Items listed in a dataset
◆ ◆ ◆ ◆ ◆
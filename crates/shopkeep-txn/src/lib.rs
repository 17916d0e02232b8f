// SPDX-FileCopyrightText: 2026 Shopkeep Contributors
// SPDX-License-Identifier: MIT OR Apache-2.0

//! Transaction executors for the Shopkeep consistency engine.
//!
//! [`TransactionExecutor::execute`] runs caller work in a store transaction
//! with a deadline, bounded retries and compensation actions. The savepoint
//! variants scope the same guarantees to a savepoint so that a failing step
//! does not discard the rest of its transaction.

pub mod compensation;
pub mod executor;
pub mod options;
pub mod result;

pub use executor::TransactionExecutor;
pub use options::{Compensation, TransactionOptions};
pub use result::{CompensationReport, TransactionResult};
// SPDX-FileCopyrightText: 2026 Shopkeep Contributors
// SPDX-License-Identifier: MIT OR Apache-2.0

//! Repair handler trait and the per-type handler registry.

use std::collections::HashMap;
use std::sync::Arc;

use async_trait::async_trait;
use serde_json::Value;
use tracing::{debug, warn};

use shopkeep_core::ShopkeepError;

use crate::task::TaskType;

/// Performs the repair for one task type.
///
/// Handlers may run more than once for the same task (at-least-once
/// delivery) and must be idempotent.
#[async_trait]
pub trait RepairHandler: Send + Sync {
    async fn repair(&self, payload: &Value) -> Result<(), ShopkeepError>;
}

/// Whether an error can never succeed on retry.
///
/// Malformed payloads and missing handlers fail the task immediately.
pub fn is_permanent(error: &ShopkeepError) -> bool {
    matches!(
        error,
        ShopkeepError::InvalidArgument(_) | ShopkeepError::HandlerNotRegistered(_)
    )
}

/// Maps each [`TaskType`] to at most one handler.
#[derive(Default, Clone)]
pub struct HandlerRegistry {
    handlers: HashMap<TaskType, Arc<dyn RepairHandler>>,
}

impl HandlerRegistry {
    pub fn new() -> Self {
        Self::default()
    }

    /// Register `handler` for `task_type`, replacing any previous one.
    pub fn register(&mut self, task_type: TaskType, handler: Arc<dyn RepairHandler>) {
        if self.handlers.insert(task_type, handler).is_some() {
            warn!(%task_type, "replaced existing repair handler");
        } else {
            debug!(%task_type, "registered repair handler");
        }
    }

    pub fn get(&self, task_type: TaskType) -> Option<Arc<dyn RepairHandler>> {
        self.handlers.get(&task_type).cloned()
    }

    pub fn contains(&self, task_type: TaskType) -> bool {
        self.handlers.contains_key(&task_type)
    }

    pub fn len(&self) -> usize {
        self.handlers.len()
    }

    pub fn is_empty(&self) -> bool {
        self.handlers.is_empty()
    }
}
◆ ◆ ◆ ◆ ◆
## [What you need to do]
A copy of each line above that holds the word "warn" is the expected answer.

## [Exercise output]
use tracing::{debug, warn};
            warn!(%task_type, "replaced existing repair handler");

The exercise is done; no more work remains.